Уползая назад, Романцов часто оглядывался и видел словно светящийся в темноте белый блик. «Как бельмо». — подумал он. В этот кружок бумаги завтра утром он и будет стрелять бронебойной пулей…
Скатившись в овраг, Романцов и Курослепов возбужденно засмеялись, поглядывая друг на друга. Затем вынули кисет и курительную бумагу: трудно не курить два часа подряд.
— Состряпали пирог с начинкой! — промолвил Курослепов.
— А они не заметят?
— Полагаю, что не заметят. Зачем им осматривать землю вокруг пня?
— Иван Потапыч, а ведь мы могли бы немецкого часового в плен взять! — сказал Романцов, шагая позади ефрейтора. — Ты слышал, как он кашлял? Нам бы по ордену дали!
— Хватит тебе двух орденов, — проворчал Курослепов. — «Язык», «язык»! Завтра мы убьем знаменитого немецкого снайпера.
* * *
На рассвете Романцов приполз на свою позицию между тремя деревьями.
Курослепов лежал правее, в траншее.
Почему-то сейчас Романцову не хотелось, как в тот раз, думать о Нине, о своей любви к ней. Он думал, что скоро приползет немецкий снайпер и забьется под пень, обложенный с трех сторон броневыми щитками.
Чтобы «не засорять глаза», Романцов не смотрел на кружок бумаги, прилепленный к мине.
Изредка, как и было условлено, Курослепов стрелял из траншеи. Потом он привязал к палочке карманное зеркало и чуть приподнял его над бруствером.
И немец откликнулся. Гулко загремели выстрелы.
«Пришел, пришел», — обрадовался Романцов и вскинул винтовку.
Он теперь не боялся, что немец его заметит: вражеский снайпер стрелял по траншее, по Курослепову. Кружок белой бумаги всплыл перед его глазами с поразительной отчетливостью. Он плавно спустил курок. Бронебойная пуля пронзила мину. Взрыв был такой оглушительный, что у Романцова заныло в ушах.
Комья земли и песка падали около него на траву.
Потом что-то звякнуло о его винтовку.
Пуговица. Светло начищенная медная пуговица с выпуклой свастикой.
Это было все, что осталось от разорванного немецкого снайпера.
Романцов подышал на пуговицу, потер ее о рукав гимнастерки и спрятал в кошелек.
* * *
Романцов решил читать «Временное наставление по полевой службе войсковых штабов» после обеда — от четырех до шести: два часа, без перерыва, не слезая с нар. Он увлекся и читал до тех пор, пока тупая боль в спине не заставила его закрыть книгу.
Бесшумно ступая босыми ногами по земляному полу, он вошел к двери. Было приятно чувствовать во всем теле усталость. Он лениво потягивался.
В теплом воздухе желтое пламя спички, не колеблясь, стояло высоким узким язычком. Он выпустил через нос густую струю синеватого дыма и неожиданно вздрогнул: муравей заполз на ногу.
Вернувшись в землянку, Романцов увидел, что около его матраца стоял старший сержант Подопригора, рослый крепыш, с белорозовыми, мягкими и пухлыми щеками.
Держа в руках «Наставление», он укоризненно посмотрел на подошедшего Романцова, размашисто бросил книгу на сшитый из плащпалатки и набитый травою матрац.
— Чепухой занимаешься, Сережка! Солдат, ежели он свободен, что должен делать? Он должен спать! А такие книги для средних командиров, Для комбатов и даже выше.
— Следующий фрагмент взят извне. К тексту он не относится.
//! filestat - auditable per-file metadata and checksum reports.
//!
//! Usage:
//!   filestat [-hrv] [-t type] [-o output-file] file_or_dir ...
//!
//! Walks the given paths (recursively with -r), extracts a normalized
//! metadata record per entry plus cksum/MD5/SHA-256 digests for regular
//! files, and renders the records as txt (default), tab, csv, htm, or xml.

use std::fs::File;
use std::io::{self, Write};
use std::path::{Path, PathBuf};

use clap::{CommandFactory, Parser};
use color_eyre::eyre::{Context, Result};
use tracing_subscriber::EnvFilter;

use filestat_core::{OutputFormat, ReportConfig, UnknownFormat};

mod report;

#[derive(Parser)]
#[command(
    name = "filestat",
    version,
    disable_version_flag = true,
    about = "Report file metadata and content checksums",
    long_about = "filestat gives various stats about files: ownership, type, \
                  permissions, timestamps, size and inode fields, and three \
                  content checksums (cksum CRC, MD5, SHA-256) for regular files."
)]
struct Cli {
    /// Recursively traverse any input directory
    #[arg(short, long)]
    recursive: bool,

    /// Type of the output: raw, txt, tab, csv, htm, xml
    #[arg(
        short = 't',
        long = "type",
        value_name = "TYPE",
        default_value = "txt",
        value_parser = parse_format
    )]
    format: OutputFormat,

    /// Output file; '-' or omitted writes to standard output
    #[arg(short, long, value_name = "FILE")]
    output: Option<PathBuf>,

    /// Display version number
    #[arg(short = 'v', long = "version", action = clap::ArgAction::Version)]
    version: Option<bool>,

    /// Files or directories to report on
    paths: Vec<PathBuf>,
}

fn parse_format(s: &str) -> Result<OutputFormat, UnknownFormat> {
    s.parse()
}

fn main() -> Result<()> {
    color_eyre::install()?;
    tracing_subscriber::fmt()
        .with_env_filter(
            EnvFilter::try_from_default_env().unwrap_or_else(|_| EnvFilter::new("warn")),
        )
        .with_writer(io::stderr)
        .init();

    let cli = match Cli::try_parse() {
        Ok(cli) => cli,
        Err(err) => {
            // Bad arguments exit 1; help and version display exit 0.
            let code = i32::from(err.use_stderr());
            let _ = err.print();
            std::process::exit(code);
        }
    };

    // An invocation with no path arguments is a help request: show usage,
    // emit no record stream.
    if cli.paths.is_empty() {
        Cli::command().print_help()?;
        return Ok(());
    }

    let config = ReportConfig::builder()
        .recursive(cli.recursive)
        .format(cli.format)
        .program("filestat")
        .build()?;

    let mut sink = open_sink(cli.output.as_deref())?;
    report::write_report(&mut *sink, &config, &cli.paths)?;
    sink.flush()?;

    Ok(())
}

/// Open the output sink. Absent or `-` means standard output.
fn open_sink(path: Option<&Path>) -> Result<Box<dyn Write>> {
    match path {
        None => Ok(Box::new(io::stdout())),
        Some(p) if p.as_os_str() == "-" => Ok(Box::new(io::stdout())),
        Some(p) => {
            let file = File::create(p)
                .wrap_err_with(|| format!("cannot open output file {}", p.display()))?;
            Ok(Box::new(io::BufWriter::new(file)))
        }
    }
}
Романцов миролюбиво улыбнулся.
— Я по собственному желанию.
— А твои желания перечислены в Уставе внутренней службы. — Подопригора выпятил губы: — Они должны быть подчинены воинской дисциплине.
— Дурак!
Он знал, что это неправда. Подопригора не был дураком. В мае он умело и хитро взял в плев немецкого оберефрейтора.